> Instructions for the task
Write out the data below exactly, from its first line to the line containing "#![cfg_attr(not(test), deny(unused_crate_dependencies))]", that line included.

--------------------------------

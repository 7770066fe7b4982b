//! Device-flow credential broker for GitHub Copilot: RFC 8628 polling, cached session tokens, and
//! chat completions over an injected HTTP transport.

#![deny(clippy::all, missing_docs)]
#![cfg_attr(not(test), deny(unused_crate_dependencies))]

pub mod auth;
pub mod error;
pub mod flows;
pub mod http;
pub mod oauth;
pub mod obs;
pub mod provider;
#[cfg(any(test, feature = "test"))]
pub mod _preludet {
	//! Convenience re-exports and helpers for integration tests; enabled via `cfg(test)` or the
	//! `test` crate feature.

	pub use crate::_prelude::*;

	// std
	use std::{
		collections::VecDeque,
		task::{Context, Poll},
	};
	// crates.io
	use oauth2::{AsyncHttpClient, HttpClientError, HttpRequest, HttpResponse, http::StatusCode};
	// self
	use crate::{
		error::TransportError,
		flows::{Broker, SleepFuture, Sleeper},
		http::{ProviderHttpClient, ResponseMetadata, ResponseMetadataSlot},
		oauth::TransportErrorMapper,
		obs::FlowKind,
		provider::ProviderDescriptor,
	};
	#[cfg(feature = "reqwest")]
	use crate::{http::ReqwestHttpClient, oauth::ReqwestTransportErrorMapper};

	/// Broker type alias used by reqwest-backed integration tests.
	#[cfg(feature = "reqwest")]
	pub type ReqwestTestBroker = Broker<ReqwestHttpClient, ReqwestTransportErrorMapper>;
	/// Broker type alias used by scripted-transport tests.
	pub type ScriptedTestBroker = Broker<ScriptedHttpClient, ScriptedErrorMapper>;

	/// Client identifier used by every test broker.
	pub const TEST_CLIENT_ID: &str = "test-device-client";

	/// Sleeper that records requested durations and resolves immediately.
	#[derive(Clone, Debug, Default)]
	pub struct RecordingSleeper(Arc<Mutex<Vec<Duration>>>);
	impl RecordingSleeper {
		/// Returns every duration requested so far, in order.
		pub fn recorded(&self) -> Vec<Duration> {
			self.0.lock().clone()
		}
	}
	impl Sleeper for RecordingSleeper {
		fn sleep(&self, duration: Duration) -> SleepFuture {
			self.0.lock().push(duration);

			Box::pin(async {})
		}
	}

	/// Request captured by [`ScriptedHttpClient`].
	#[derive(Clone, Debug)]
	pub struct RecordedRequest {
		/// HTTP method.
		pub method: String,
		/// Absolute request URI.
		pub uri: String,
		/// Header pairs in insertion order.
		pub headers: Vec<(String, String)>,
		/// Body decoded as UTF-8.
		pub body: String,
	}
	impl RecordedRequest {
		/// Returns the first value of header `name` (case-insensitive).
		pub fn header(&self, name: &str) -> Option<&str> {
			self.headers
				.iter()
				.find(|(key, _)| key.eq_ignore_ascii_case(name))
				.map(|(_, value)| value.as_str())
		}
	}

	/// Raised when a test sends more requests than it scripted responses for.
	#[derive(Debug, ThisError)]
	#[error("The scripted transport has no response left for {uri}.")]
	pub struct ScriptExhausted {
		/// URI of the unscripted request.
		pub uri: String,
	}

	#[derive(Debug, Default)]
	struct Script {
		responses: VecDeque<(u16, String)>,
		requests: Vec<RecordedRequest>,
	}

	/// In-process transport replaying queued responses in order and recording every request.
	///
	/// Each response is delivered after yielding to the executor once so concurrent callers
	/// interleave the way they would against a real network.
	#[derive(Clone, Debug, Default)]
	pub struct ScriptedHttpClient(Arc<Mutex<Script>>);
	impl ScriptedHttpClient {
		/// Queues a response with `status` and a JSON `body`.
		pub fn push(&self, status: u16, body: impl Into<String>) -> &Self {
			self.0.lock().responses.push_back((status, body.into()));

			self
		}

		/// Every request sent so far, in order.
		pub fn requests(&self) -> Vec<RecordedRequest> {
			self.0.lock().requests.clone()
		}

		/// Number of requests sent so far.
		pub fn calls(&self) -> usize {
			self.0.lock().requests.len()
		}

		/// Number of queued responses not yet consumed.
		pub fn remaining(&self) -> usize {
			self.0.lock().responses.len()
		}
	}
	impl ProviderHttpClient for ScriptedHttpClient {
		type Handle = ScriptedHandle;
		type TransportError = ScriptExhausted;

		fn with_metadata(&self, slot: ResponseMetadataSlot) -> Self::Handle {
			ScriptedHandle { script: self.0.clone(), slot }
		}
	}

	/// Handle returned by [`ScriptedHttpClient`].
	#[derive(Debug)]
	pub struct ScriptedHandle {
		script: Arc<Mutex<Script>>,
		slot: ResponseMetadataSlot,
	}
	impl<'c> AsyncHttpClient<'c> for ScriptedHandle {
		type Error = HttpClientError<ScriptExhausted>;
		type Future =
			Pin<Box<dyn Future<Output = Result<HttpResponse, Self::Error>> + 'c + Send + Sync>>;

		fn call(&'c self, request: HttpRequest) -> Self::Future {
			let recorded = RecordedRequest {
				method: request.method().to_string(),
				uri: request.uri().to_string(),
				headers: request
					.headers()
					.iter()
					.map(|(name, value)| {
						(name.to_string(), String::from_utf8_lossy(value.as_bytes()).into_owned())
					})
					.collect(),
				body: String::from_utf8_lossy(request.body()).into_owned(),
			};
			let next = {
				let mut script = self.script.lock();
				let next = script.responses.pop_front();

				script.requests.push(recorded.clone());

				next
			};
			let slot = self.slot.clone();

			Box::pin(async move {
				YieldOnce(false).await;

				let Some((status, body)) = next else {
					return Err(HttpClientError::Reqwest(Box::new(ScriptExhausted {
						uri: recorded.uri,
					})));
				};

				slot.store(ResponseMetadata { status: Some(status), retry_after: None });

				let mut response = HttpResponse::new(body.into_bytes());

				*response.status_mut() =
					StatusCode::from_u16(status).map_err(|e| HttpClientError::Http(e.into()))?;

				Ok(response)
			})
		}
	}

	/// Maps scripted transport failures into network errors.
	#[derive(Clone, Debug, Default)]
	pub struct ScriptedErrorMapper;
	impl TransportErrorMapper<ScriptExhausted> for ScriptedErrorMapper {
		fn map_transport_error(
			&self,
			flow: FlowKind,
			_metadata: Option<&ResponseMetadata>,
			error: HttpClientError<ScriptExhausted>,
		) -> Error {
			match error {
				HttpClientError::Reqwest(inner) => TransportError::network(flow, *inner).into(),
				other => TransportError::Io(std::io::Error::other(other.to_string())).into(),
			}
		}
	}

	struct YieldOnce(bool);
	impl Future for YieldOnce {
		type Output = ();

		fn poll(mut self: Pin<&mut Self>, cx: &mut Context<'_>) -> Poll<Self::Output> {
			if self.0 {
				return Poll::Ready(());
			}

			self.0 = true;

			cx.waker().wake_by_ref();

			Poll::Pending
		}
	}

	/// Builds a descriptor whose endpoints all live under `base` (e.g. an `httpmock` server).
	pub fn mock_descriptor(base: &str) -> ProviderDescriptor {
		let endpoint = |path: &str| {
			Url::parse(&format!("{}{path}", base.trim_end_matches('/')))
				.expect("Failed to parse mock provider URL.")
		};

		ProviderDescriptor::builder()
			.device_authorization_endpoint(endpoint("/login/device/code"))
			.device_token_endpoint(endpoint("/login/oauth/access_token"))
			.session_token_endpoint(endpoint("/copilot_internal/v2/token"))
			.chat_completions_endpoint(endpoint("/chat/completions"))
			.build()
			.expect("Failed to build mock provider descriptor.")
	}

	/// Constructs a scripted [`Broker`] whose sleeps are recorded instead of awaited.
	pub fn build_scripted_test_broker() -> (ScriptedTestBroker, ScriptedHttpClient, RecordingSleeper)
	{
		let transport = ScriptedHttpClient::default();
		let sleeper = RecordingSleeper::default();
		let broker = Broker::with_http_client(
			mock_descriptor("https://provider.test"),
			TEST_CLIENT_ID,
			transport.clone(),
			ScriptedErrorMapper,
		)
		.with_sleeper(Arc::new(sleeper.clone()));

		(broker, transport, sleeper)
	}

	/// Builds a reqwest HTTP client that accepts the self-signed certificates produced by
	/// `httpmock` during tests.
	#[cfg(feature = "reqwest")]
	pub fn test_reqwest_http_client() -> ReqwestHttpClient {
		let client = ReqwestClient::builder()
			.danger_accept_invalid_certs(true)
			.danger_accept_invalid_hostnames(true)
			.build()
			.expect("Failed to build insecure Reqwest client for tests.");

		ReqwestHttpClient::with_client(client)
	}

	/// Constructs a reqwest-backed [`Broker`] whose sleeps are recorded instead of awaited.
	#[cfg(feature = "reqwest")]
	pub fn build_reqwest_test_broker(
		descriptor: ProviderDescriptor,
	) -> (ReqwestTestBroker, RecordingSleeper) {
		let sleeper = RecordingSleeper::default();
		let broker = Broker::with_http_client(
			descriptor,
			TEST_CLIENT_ID,
			test_reqwest_http_client(),
			Arc::new(ReqwestTransportErrorMapper),
		)
		.with_sleeper(Arc::new(sleeper.clone()));

		(broker, sleeper)
	}
}

mod _prelude {
	pub use std::{
		error::Error as StdError,
		fmt::{Debug, Display, Formatter, Result as FmtResult},
		future::Future,
		pin::Pin,
		str::FromStr,
		sync::Arc,
	};

	pub use async_lock::Mutex as AsyncMutex;
	pub use parking_lot::{Mutex, RwLock};
	#[cfg(feature = "reqwest")]
	pub use reqwest::{Client as ReqwestClient, Error as ReqwestError};
	pub use serde::{Deserialize, Serialize};
	pub use thiserror::Error as ThisError;
	pub use time::{Duration, OffsetDateTime};
	pub use url::Url;

	pub use crate::error::{Error, Result};
}

#[cfg(feature = "reqwest")] pub use reqwest;
pub use url;
//! Credential models produced by the device flow and the session token exchange.

pub mod primary;
pub mod secret;
pub mod session;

--------------------------------

> Response
repository 7770066fe7b4982b
//! Device-flow credential broker for GitHub Copilot: RFC 8628 polling, cached session tokens, and
//! chat completions over an injected HTTP transport.

#![deny(clippy::all, missing_docs)]
#![cfg_attr(not(test), deny(unused_crate_dependencies))]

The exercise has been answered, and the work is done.